The Others envelheceu muito bem
Muito do charme de Os Outros se deve ao trabalho do diretor de fotografia, Javier Aguirresarobe, que viria a trabalhar novamente com Amenábar em Mar Adentro em 2004, sem contar sua vasta experiências em boas e excelentes produções como é o caso de A Estrada (2009), Blue Jasmine (2013) e Thor: Ragnarok (2017). Aqui, ele se dedica a estabelecer uma atmosfera gótica e sombria, uma prato cheio para fomentar o terror e o mistério. Este projeto deve ter sido um desafio peculiar devido à inclusão, no próprio roteiro, de personagens (no caso das crianças) sensíveis à luz, forçando-o a trabalhar naturalmente com pouca iluminação durante as filmagens. Os ângulos e movimentação de câmeras é mais um ponto positivo, destacando com boa harmonia tanto os personagens quanto a mansão que os acomoda – esses elementos tornam a revisita ao filme, tantos anos depois, uma atual e agradável sessão.
“O inferno são os outros”
A frase presente na peça “Entre Quatro Paredes” do filósofo francês Jean-Paul Sartre é um ótimo ponto de partida para pensarmos no filme de Alejandro Amenábar. Nela, três personagens estão condenados a passar a eternidade juntos em uma sala fechada, sem a presença de um carrasco ou de torturas físicas, mas apenas com a companhia uns dos outros. Isso reflete, dentre outras interpretações possíveis, a ideia de que a nossa vida e identidade estão profundamente afetadas pela percepção e julgamento alheio. No caso de Grace, esse sujeito influenciador é a religião, sempre a moldar seu modo de pensar. E assim como na peça, e adiantando um pouco do final aqui, ela está condenada a passar a eternidade na mansão, rodeada de uma infinidade de paredes, com seus dois filhos.
No entanto, Sartre também afirma que essa a interação com os outros pode nos forçar a enfrentar verdades desconfortáveis sobre nós mesmos, e o julgamento alheio pode ser uma fonte constante de angústia. Sendo assim, mesmo forçadamente (e pagando um preço muito alto), a personagem de Kidman acaba por se desenvolver ao tomar ciência do que realmente aconteceu no passado ao interagir com os criados recém-chegados ao local.
O Sexto Sentido fez escola?
Talvez não seja coincidência que The Others, lançado em 2001, tenha um plot twist final semelhante ao de O Sexto Sentido em alguns aspectos. A obra de M. Night Shyamalan, lançada em 1999, estabeleceu um patamar elevado para o terror e suspense com alto grau de surpresa em relação a protagonistas que não estão mais entre o mundo dos vivos, mas ainda assim vale elogiar o roteiro de Amenábar, que amarra bem suas questões e deixa pouca coisa para ser subentendida, andando bem na tênue linha do que é ou não ser didático demais.
Do elenco, é de fato em Nicole Kidman que reside a maior força, sendo seguro afirmar que a atriz seguraria as pontas mesmo se os demais nomes na produção tivessem desempenho ruim ou mediano.

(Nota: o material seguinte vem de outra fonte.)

//! ---
//! ah_section: "02-messaging-ipc-data-model"
//! ah_subsection: "module"
//! ah_type: "source"
//! ah_scope: "code"
//! ah_description: "Event envelope and topic vocabulary for the healing bus."
//! ah_version: "v0.0.0-prealpha"
//! ah_owner: "tbd"
//! ---
use prometheus::{IntCounter, IntCounterVec, Opts, Registry};

/// Prometheus metric handles for bus activity.
#[derive(Clone)]
pub struct BusMetrics {
    published: IntCounterVec,
    delivered: IntCounter,
    faults: IntCounter,
}

impl BusMetrics {
    /// Register bus metrics with the provided registry.
    pub fn register(registry: &Registry) -> Result<Self, prometheus::Error> {
        let published = IntCounterVec::new(
            Opts::new("autoheal_bus_published_total", "Messages published per topic"),
            &["topic"],
        )?;
        let delivered = IntCounter::with_opts(Opts::new(
            "autoheal_bus_delivered_total",
            "Successful subscriber deliveries",
        ))?;
        let faults = IntCounter::with_opts(Opts::new(
            "autoheal_bus_subscriber_faults_total",
            "Subscriber errors and panics contained by the bus",
        ))?;

        registry.register(Box::new(published.clone()))?;
        registry.register(Box::new(delivered.clone()))?;
        registry.register(Box::new(faults.clone()))?;

        Ok(Self {
            published,
            delivered,
            faults,
        })
    }

    pub fn observe_published(&self, topic: &str) {
        self.published.with_label_values(&[topic]).inc();
    }

    pub fn observe_delivered(&self) {
        self.delivered.inc();
    }

    pub fn observe_fault(&self) {
        self.faults.inc();
    }
}

impl std::fmt::Debug for BusMetrics {
    fn fmt(&self, f: &mut std::fmt::Formatter<'_>) -> std::fmt::Result {
        f.debug_struct("BusMetrics").finish_non_exhaustive()
    }
}

#[cfg(test)]
mod tests {
    use super::*;

    #[test]
    fn exporter_registers_families() {
        let registry = Registry::new();
        let metrics = BusMetrics::register(&registry).expect("register metrics");
        metrics.observe_published("deployments");
        metrics.observe_delivered();
        metrics.observe_fault();

        let families = registry.gather();
        assert!(families
            .iter()
            .any(|f| f.get_name() == "autoheal_bus_published_total"));
        assert!(families
            .iter()
            .any(|f| f.get_name() == "autoheal_bus_subscriber_faults_total"));
    }
}
//! ---
//! ah_section: "07-resilience-fault-tolerance"
//! ah_subsection: "module"
//! ah_type: "source"
//! ah_scope: "code"
//! ah_description: "Incident detection, uptime tracking and healing strategies."
//! ah_version: "v0.0.0-prealpha"
//! ah_owner: "tbd"
//! ---
use std::sync::Arc;

use anyhow::{Context, Result};
use autoheal_common::time::timestamp_now;
use autoheal_persistence::CsvLog;
use tracing::debug;

use crate::types::{FailureState, HealingAction, HumanFeedback, Outcome};

/// Column layout of the feedback log.
pub const FEEDBACK_HEADERS: [&str; 5] = ["timestamp", "state", "action", "outcome", "feedback"];

/// Source of operator verdicts on healing decisions.
pub trait FeedbackProvider: Send + Sync {
    fn feedback(
        &self,
        state: FailureState,
        action: HealingAction,
        outcome: Outcome,
    ) -> Option<HumanFeedback>;
}

/// Never has an opinion.
#[derive(Debug, Clone, Copy, Default)]
pub struct NoFeedback;

impl FeedbackProvider for NoFeedback {
    fn feedback(&self, _: FailureState, _: HealingAction, _: Outcome) -> Option<HumanFeedback> {
        None
    }
}

/// Gives the same verdict every time.
#[derive(Debug, Clone, Copy)]
pub struct FixedFeedback(pub HumanFeedback);

impl FeedbackProvider for FixedFeedback {
    fn feedback(&self, _: FailureState, _: HealingAction, _: Outcome) -> Option<HumanFeedback> {
        Some(self.0)
    }
}

/// Append-only record of every collected verdict.
#[derive(Debug, Clone)]
pub struct FeedbackJournal {
    log: Arc<CsvLog>,
}

impl FeedbackJournal {
    pub fn new(log: Arc<CsvLog>) -> Self {
        Self { log }
    }

    /// Record one decision; an absent verdict is written as `none`.
    pub fn record(
        &self,
        state: FailureState,
        action: HealingAction,
        outcome: Outcome,
        feedback: Option<HumanFeedback>,
    ) -> Result<()> {
        let verdict = feedback.map_or("none", |f| f.as_str());
        self.log
            .append([
                timestamp_now(),
                state.to_string(),
                action.to_string(),
                outcome.to_string(),
                verdict.to_owned(),
            ])
            .with_context(|| format!("unable to append to {}", self.log.path().display()))?;
        debug!(state = %state, action = %action, outcome = %outcome, feedback = verdict, "feedback recorded");
        Ok(())
    }
}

Porém, outras presenças como a de Fionnula Flanagan como a Sra. Mills e Christopher Eccleston como Charles (marido de Grace) enriquecem o resultado final. Ah, e as crianças estão muito bem em seus papéis. Curiosamente, os atores mirins da época não voltaram a se destacar no cinema após essa contribuição.
Como um bom vinho, Os Outros (The Others) continua muito saboroso após anos de maturação antes do seu consumo, tanto em relação ao contexto em que está inserido, juntamente com suas bases cinematográficas e filosóficas, quanto para o público que o revisita nesses anos passados, depois de muitos aprendizados, daqueles inerentes com o simples ato de viver.